Hermes Trismegistus (“Hermes Thrice Great”), the legendary founder of the Hermetic tradition and the inventor of astrology, alchemy, medicine, and magic, was literally a figure to conjure with from the dawn of the Middle Ages until the seventeenth century. In Greek, Hermes is the messenger of the gods. In Latin, he is known as Mercurius, and Mercury, the volatile, changeable matter, plays a vital role in alchemical thinking and practice. Hermes was also identified with Thoth Hermes or Tehuti, the god of wisdom, learning and literature, the Egyptian scribe of the gods. This meant that he was naturally associated with learning, the world of spirits and with lunar cycles. The Hermetic arts – alchemy, astrology and magic – were thought to have been revealed to humanity by Hermes in the mythical time before recorded history. Most of this Hermetic or Trismegistic literature has perished, but all that remains of it has been gathered and translated into English. It includes the "Poimandres, " the " Perfect Sermon, " or the " Asclepius, " excerpts by Stobacus, and fragments from the Church Fathers and from the philosophers, Zosimus and Fulgentius. The Asclepius and the Corpus Hermeticum are the most important of the Hermetica, writings attributed to Hermes Trismegistus, which survive. In 1612, the writings ascribed to him were later dated by Isaac Casaubon to the first centuries after Christ, although the wisdom they contain may be much older.

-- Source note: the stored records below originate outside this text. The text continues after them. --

use anyhow::Result;
use async_trait::async_trait;
use shared::MilestoneCategory;
use sqlx::sqlite::SqliteRow;
use sqlx::Row;

use crate::domain::calendar::{format_timestamp, parse_stored_timestamp};
use crate::domain::models::milestone::{Milestone, MilestoneTemplate};
use crate::storage::sqlite::connection::DbConnection;
use crate::storage::traits::{MilestoneStorage, TemplateStorage};

const MILESTONE_COLUMNS: &str = "id, child_id, template_id, category, title, description, achieved_at, notes, photo_url, created_at, updated_at";

const TEMPLATE_COLUMNS: &str =
    "id, category, title, description, age_months_min, age_months_max, icon_name, sort_order, is_active";

/// Repository for achieved milestones and the milestone template catalog
#[derive(Clone)]
pub struct MilestoneRepository {
    db: DbConnection,
}

impl MilestoneRepository {
    pub fn new(db: DbConnection) -> Self {
        Self { db }
    }

    fn row_to_milestone(row: &SqliteRow) -> Result<Milestone> {
        let category: String = row.try_get("category")?;
        let achieved_at: Option<String> = row.try_get("achieved_at")?;
        let created_at: String = row.try_get("created_at")?;
        let updated_at: String = row.try_get("updated_at")?;

        Ok(Milestone {
            id: row.try_get("id")?,
            child_id: row.try_get("child_id")?,
            template_id: row.try_get("template_id")?,
            category: category.parse()?,
            title: row.try_get("title")?,
            description: row.try_get("description")?,
            achieved_at: achieved_at.as_deref().map(parse_stored_timestamp).transpose()?,
            notes: row.try_get("notes")?,
            photo_url: row.try_get("photo_url")?,
            created_at: parse_stored_timestamp(&created_at)?,
            updated_at: parse_stored_timestamp(&updated_at)?,
        })
    }

    fn row_to_template(row: &SqliteRow) -> Result<MilestoneTemplate> {
        let category: String = row.try_get("category")?;
        let age_months_min: i64 = row.try_get("age_months_min")?;
        let age_months_max: i64 = row.try_get("age_months_max")?;

        Ok(MilestoneTemplate {
            id: row.try_get("id")?,
            category: category.parse()?,
            title: row.try_get("title")?,
            description: row.try_get("description")?,
            age_months_min: u32::try_from(age_months_min)?,
            age_months_max: u32::try_from(age_months_max)?,
            icon_name: row.try_get("icon_name")?,
            order: row.try_get("sort_order")?,
            is_active: row.try_get("is_active")?,
        })
    }
}

#[async_trait]
impl MilestoneStorage for MilestoneRepository {
    async fn store_milestone(&self, milestone: &Milestone) -> Result<()> {
        sqlx::query(
            r#"
            INSERT INTO milestones (id, child_id, template_id, category, title, description, achieved_at, notes, photo_url, created_at, updated_at)
            VALUES (?, ?, ?, ?, ?, ?, ?, ?, ?, ?, ?)
            "#,
        )
        .bind(&milestone.id)
        .bind(&milestone.child_id)
        .bind(&milestone.template_id)
        .bind(milestone.category.as_str())
        .bind(&milestone.title)
        .bind(&milestone.description)
        .bind(milestone.achieved_at.as_ref().map(format_timestamp))
        .bind(&milestone.notes)
        .bind(&milestone.photo_url)
        .bind(format_timestamp(&milestone.created_at))
        .bind(format_timestamp(&milestone.updated_at))
        .execute(self.db.pool())
        .await?;
        Ok(())
    }

    async fn get_milestone(&self, milestone_id: &str) -> Result<Option<Milestone>> {
        let sql = format!("SELECT {} FROM milestones WHERE id = ?", MILESTONE_COLUMNS);
        let row = sqlx::query(&sql)
            .bind(milestone_id)
            .fetch_optional(self.db.pool())
            .await?;

        row.as_ref().map(Self::row_to_milestone).transpose()
    }

    async fn list_milestones(&self, child_id: &str, limit: Option<u32>) -> Result<Vec<Milestone>> {
        // SQLite treats a negative LIMIT as "no limit"
        let limit = limit.map(i64::from).unwrap_or(-1);
        let sql = format!(
            "SELECT {} FROM milestones WHERE child_id = ? ORDER BY achieved_at DESC, created_at DESC LIMIT ?",
            MILESTONE_COLUMNS
        );
        let rows = sqlx::query(&sql)
            .bind(child_id)
            .bind(limit)
            .fetch_all(self.db.pool())
            .await?;

        rows.iter().map(Self::row_to_milestone).collect()
    }

    async fn update_achievement(&self, milestone: &Milestone) -> Result<()> {
        sqlx::query(
            r#"
            UPDATE milestones
            SET achieved_at = ?, notes = ?, photo_url = ?, updated_at = ?
            WHERE id = ?
            "#,
        )
        .bind(milestone.achieved_at.as_ref().map(format_timestamp))
        .bind(&milestone.notes)
        .bind(&milestone.photo_url)
        .bind(format_timestamp(&milestone.updated_at))
        .bind(&milestone.id)
        .execute(self.db.pool())
        .await?;
        Ok(())
    }

    async fn count_achieved(&self, child_id: &str) -> Result<u32> {
        let count: i64 = sqlx::query(
            "SELECT COUNT(*) AS n FROM milestones WHERE child_id = ? AND achieved_at IS NOT NULL",
        )
        .bind(child_id)
        .fetch_one(self.db.pool())
        .await?
        .try_get("n")?;
        Ok(u32::try_from(count)?)
    }

    async fn achieved_template_ids(&self, child_id: &str) -> Result<Vec<String>> {
        let rows = sqlx::query(
            "SELECT DISTINCT template_id FROM milestones WHERE child_id = ? AND template_id IS NOT NULL",
        )
        .bind(child_id)
        .fetch_all(self.db.pool())
        .await?;

        rows.iter()
            .map(|row| row.try_get("template_id").map_err(Into::into))
            .collect()
    }
}

#[async_trait]
impl TemplateStorage for MilestoneRepository {
    async fn store_template(&self, template: &MilestoneTemplate) -> Result<()> {
        sqlx::query(
            r#"
            INSERT INTO milestone_templates (id, category, title, description, age_months_min, age_months_max, icon_name, sort_order, is_active)
            VALUES (?, ?, ?, ?, ?, ?, ?, ?, ?)
            "#,
        )
        .bind(&template.id)
        .bind(template.category.as_str())
        .bind(&template.title)
        .bind(&template.description)
        .bind(i64::from(template.age_months_min))
        .bind(i64::from(template.age_months_max))
        .bind(&template.icon_name)
        .bind(template.order)
        .bind(template.is_active)
        .execute(self.db.pool())
        .await?;
        Ok(())
    }

    async fn get_template(&self, template_id: &str) -> Result<Option<MilestoneTemplate>> {
        let sql = format!("SELECT {} FROM milestone_templates WHERE id = ?", TEMPLATE_COLUMNS);
        let row = sqlx::query(&sql)
            .bind(template_id)
            .fetch_optional(self.db.pool())
            .await?;

        row.as_ref().map(Self::row_to_template).transpose()
    }

    async fn list_active_templates(
        &self,
        category: Option<MilestoneCategory>,
    ) -> Result<Vec<MilestoneTemplate>> {
        let sql = format!(
            r#"
            SELECT {} FROM milestone_templates
            WHERE is_active = 1 AND (?1 IS NULL OR category = ?1)
            ORDER BY age_months_min ASC, sort_order ASC, id ASC
            "#,
            TEMPLATE_COLUMNS
        );
        let rows = sqlx::query(&sql)
            .bind(category.map(|c| c.as_str()))
            .fetch_all(self.db.pool())
            .await?;

        rows.iter().map(Self::row_to_template).collect()
    }

    async fn count_templates(&self) -> Result<u32> {
        let count: i64 = sqlx::query("SELECT COUNT(*) AS n FROM milestone_templates")
            .fetch_one(self.db.pool())
            .await?
            .try_get("n")?;
        Ok(u32::try_from(count)?)
    }
}

#[cfg(test)]
mod tests {
    use super::*;
    use chrono::{TimeZone, Utc};

    fn template(id: &str, category: MilestoneCategory, min: u32, order: i64) -> MilestoneTemplate {
        MilestoneTemplate {
            id: id.to_string(),
            category,
            title: format!("Template {}", id),
            description: "Description".to_string(),
            age_months_min: min,
            age_months_max: min + 3,
            icon_name: None,
            order,
            is_active: true,
        }
    }

    async fn setup_test() -> (DbConnection, MilestoneRepository) {
        let db = DbConnection::init_in_memory().await.expect("Failed to create test database");
        sqlx::query(
            "INSERT INTO users (id, email, name, preferences, api_token, created_at, updated_at) VALUES ('u1', 'a@b.c', 'A', '{}', 't', '2024-01-01T00:00:00.000Z', '2024-01-01T00:00:00.000Z')",
        )
        .execute(db.pool())
        .await
        .unwrap();
        sqlx::query(
            "INSERT INTO children (id, user_id, name, date_of_birth, color, created_at, updated_at) VALUES ('c1', 'u1', 'Emma', '2023-06-15', '#8B5CF6', '2024-01-01T00:00:00.000Z', '2024-01-01T00:00:00.000Z')",
        )
        .execute(db.pool())
        .await
        .unwrap();
        let repo = MilestoneRepository::new(db.clone());
        (db, repo)
    }

    #[tokio::test]
    async fn test_templates_listed_in_curriculum_order() {
        let (_db, repo) = setup_test().await;

        repo.store_template(&template("c", MilestoneCategory::Social, 4, 0)).await.unwrap();
        repo.store_template(&template("b", MilestoneCategory::Physical, 2, 1)).await.unwrap();
        repo.store_template(&template("a", MilestoneCategory::Physical, 2, 0)).await.unwrap();
        let mut inactive = template("z", MilestoneCategory::Physical, 0, 0);
        inactive.is_active = false;
        repo.store_template(&inactive).await.unwrap();

        let all = repo.list_active_templates(None).await.unwrap();
        let ids: Vec<&str> = all.iter().map(|t| t.id.as_str()).collect();
        assert_eq!(ids, vec!["a", "b", "c"]);

        let physical = repo.list_active_templates(Some(MilestoneCategory::Physical)).await.unwrap();
        assert_eq!(physical.len(), 2);
        assert_eq!(repo.count_templates().await.unwrap(), 4);
    }

    #[tokio::test]
    async fn test_milestones_newest_achievement_first() {
        let (_db, repo) = setup_test().await;
        repo.store_template(&template("t1", MilestoneCategory::Physical, 0, 0)).await.unwrap();

        let base = Utc.with_ymd_and_hms(2024, 1, 10, 9, 0, 0).unwrap();
        for (id, day, template_id) in [("m1", 1, Some("t1")), ("m2", 3, None), ("m3", 2, None)] {
            let achieved = base + chrono::Duration::days(day);
            repo.store_milestone(&Milestone {
                id: id.to_string(),
                child_id: "c1".to_string(),
                template_id: template_id.map(str::to_string),
                category: MilestoneCategory::Physical,
                title: id.to_string(),
                description: None,
                achieved_at: Some(achieved),
                notes: None,
                photo_url: None,
                created_at: achieved,
                updated_at: achieved,
            })
            .await
            .unwrap();
        }

        let listed = repo.list_milestones("c1", None).await.unwrap();
        let ids: Vec<&str> = listed.iter().map(|m| m.id.as_str()).collect();
        assert_eq!(ids, vec!["m2", "m3", "m1"]);

        let limited = repo.list_milestones("c1", Some(2)).await.unwrap();
        assert_eq!(limited.len(), 2);

        assert_eq!(repo.count_achieved("c1").await.unwrap(), 3);
        assert_eq!(repo.achieved_template_ids("c1").await.unwrap(), vec!["t1".to_string()]);
    }

    #[tokio::test]
    async fn test_update_achievement_persists_fields() {
        let (_db, repo) = setup_test().await;
        let created = Utc.with_ymd_and_hms(2024, 1, 10, 9, 0, 0).unwrap();
        let mut milestone = Milestone {
            id: "m1".to_string(),
            child_id: "c1".to_string(),
            template_id: None,
            category: MilestoneCategory::Language,
            title: "First word".to_string(),
            description: None,
            achieved_at: None,
            notes: None,
            photo_url: None,
            created_at: created,
            updated_at: created,
        };
        repo.store_milestone(&milestone).await.unwrap();
        assert_eq!(repo.count_achieved("c1").await.unwrap(), 0);

        milestone.achieved_at = Some(created + chrono::Duration::hours(1));
        milestone.notes = Some("Said mama".to_string());
        milestone.updated_at = created + chrono::Duration::hours(2);
        repo.update_achievement(&milestone).await.unwrap();

        let stored = repo.get_milestone("m1").await.unwrap().unwrap();
        assert_eq!(stored, milestone);
        assert_eq!(repo.count_achieved("c1").await.unwrap(), 1);
    }
}
//! # REST API for Child Management
//!
//! Endpoints for creating, retrieving, updating and deleting the caller's
//! children.

use axum::extract::{Path, State};
use axum::http::StatusCode;
use axum::Json;
use tracing::info;

use crate::io::rest::auth::AuthUser;
use crate::io::rest::error::ApiResult;
use crate::io::rest::mappers::ChildMapper;
use crate::AppState;
use shared::{Child, ChildDetail, CreateChildRequest, UpdateChildRequest};

/// POST /children
pub async fn create_child(
    State(state): State<AppState>,
    user: AuthUser,
    Json(request): Json<CreateChildRequest>,
) -> ApiResult<(StatusCode, Json<Child>)> {
    info!("POST /children");

    let command = ChildMapper::to_create_command(request);
    let child = state.child_service.create_child(user.id(), command).await?;
    Ok((StatusCode::CREATED, Json(ChildMapper::to_dto(child))))
}

/// GET /children
pub async fn list_children(State(state): State<AppState>, user: AuthUser) -> ApiResult<Json<Vec<Child>>> {
    info!("GET /children");

    let children = state.child_service.list_children(user.id()).await?;
    Ok(Json(children.into_iter().map(ChildMapper::to_dto).collect()))
}

/// GET /children/:id
pub async fn get_child(
    State(state): State<AppState>,
    user: AuthUser,
    Path(child_id): Path<String>,
) -> ApiResult<Json<ChildDetail>> {
    info!("GET /children/{}", child_id);

    let detail = state.child_service.get_child_detail(user.id(), &child_id).await?;
    Ok(Json(ChildMapper::to_detail_dto(detail)))
}

/// PATCH /children/:id
pub async fn update_child(
    State(state): State<AppState>,
    user: AuthUser,
    Path(child_id): Path<String>,
    Json(request): Json<UpdateChildRequest>,
) -> ApiResult<Json<Child>> {
    info!("PATCH /children/{}", child_id);

    let command = ChildMapper::to_update_command(request);
    let child = state.child_service.update_child(user.id(), &child_id, command).await?;
    Ok(Json(ChildMapper::to_dto(child)))
}

/// DELETE /children/:id
pub async fn delete_child(
    State(state): State<AppState>,
    user: AuthUser,
    Path(child_id): Path<String>,
) -> ApiResult<StatusCode> {
    info!("DELETE /children/{}", child_id);

    state.child_service.delete_child(user.id(), &child_id).await?;
    Ok(StatusCode::NO_CONTENT)
}
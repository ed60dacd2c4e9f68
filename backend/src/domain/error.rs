//! Error type returned by every domain service.
//!
//! Storage code keeps returning `anyhow::Result`; those failures surface here
//! as [`DomainError::Internal`] through `?`. The REST layer maps each variant to
//! an HTTP status.

use thiserror::Error;

#[derive(Debug, Error)]
pub enum DomainError {
    /// Record absent, or owned by another user
    #[error("{0}")]
    NotFound(String),
    /// Structurally valid request that breaks a business rule
    #[error("{0}")]
    Validation(String),
    #[error("{0}")]
    Unauthorized(String),
    #[error(transparent)]
    Internal(#[from] anyhow::Error),
}

impl DomainError {
    pub fn not_found(message: impl Into<String>) -> Self {
        DomainError::NotFound(message.into())
    }

    pub fn validation(message: impl Into<String>) -> Self {
        DomainError::Validation(message.into())
    }

    pub fn unauthorized(message: impl Into<String>) -> Self {
        DomainError::Unauthorized(message.into())
    }
}

pub type DomainResult<T> = Result<T, DomainError>;
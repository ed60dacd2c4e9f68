use axum::extract::State;
use axum::Json;
use shared::HealthResponse;

use crate::io::rest::error::ApiResult;
use crate::AppState;

/// GET /health: answers once the database responds
pub async fn health(State(state): State<AppState>) -> ApiResult<Json<HealthResponse>> {
    state.db.ping().await?;
    Ok(Json(HealthResponse {
        status: "ok".to_string(),
    }))
}
use shared::{
    AchieveMilestoneRequest, CreateMilestoneRequest, Milestone as SharedMilestone,
    MilestoneProgress, MilestoneTemplate as SharedTemplate,
};

use crate::domain::calendar::format_timestamp;
use crate::domain::commands::milestone::{AchieveMilestoneCommand, CreateMilestoneCommand, ProgressResult};
use crate::domain::models::milestone::{Milestone, MilestoneTemplate, MilestoneWithTemplate};

/// Mapper between the milestone DTOs and the domain milestone models
pub struct MilestoneMapper;

impl MilestoneMapper {
    pub fn to_template_dto(domain: MilestoneTemplate) -> SharedTemplate {
        SharedTemplate {
            id: domain.id,
            category: domain.category,
            title: domain.title,
            description: domain.description,
            age_months_min: domain.age_months_min,
            age_months_max: domain.age_months_max,
            icon_name: domain.icon_name,
            order: domain.order,
        }
    }

    pub fn to_dto(domain: Milestone, template: Option<MilestoneTemplate>) -> SharedMilestone {
        SharedMilestone {
            id: domain.id,
            child_id: domain.child_id,
            template_id: domain.template_id,
            category: domain.category,
            title: domain.title,
            description: domain.description,
            achieved_at: domain.achieved_at.as_ref().map(format_timestamp),
            notes: domain.notes,
            photo_url: domain.photo_url,
            created_at: format_timestamp(&domain.created_at),
            updated_at: format_timestamp(&domain.updated_at),
            template: template.map(Self::to_template_dto),
        }
    }

    pub fn to_dto_with_template(domain: MilestoneWithTemplate) -> SharedMilestone {
        Self::to_dto(domain.milestone, domain.template)
    }

    pub fn to_progress_dto(progress: ProgressResult) -> MilestoneProgress {
        MilestoneProgress {
            achieved: progress.achieved,
            total: progress.total,
            percentage: progress.percentage,
            age_months: progress.age_months,
        }
    }

    pub fn to_create_command(request: CreateMilestoneRequest) -> CreateMilestoneCommand {
        CreateMilestoneCommand {
            template_id: request.template_id,
            category: request.category,
            title: request.title,
            description: request.description,
            achieved_at: request.achieved_at,
            notes: request.notes,
            photo_url: request.photo_url,
        }
    }

    pub fn to_achieve_command(request: AchieveMilestoneRequest) -> AchieveMilestoneCommand {
        AchieveMilestoneCommand {
            achieved_at: request.achieved_at,
            notes: request.notes,
            photo_url: request.photo_url,
        }
    }
}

Medieval writers disagreed about his place in history; some claimed that he was the same person as Enoch, the great-grandfather of Noah, who was lifted up into heaven to become the great angel Metatron, while others held that he was the wisest of the Egyptians and lived at the time of Moses. According to the early Christian writer Eusebius, he wrote 36 books on philosophy and theology and 6 more on astronomy.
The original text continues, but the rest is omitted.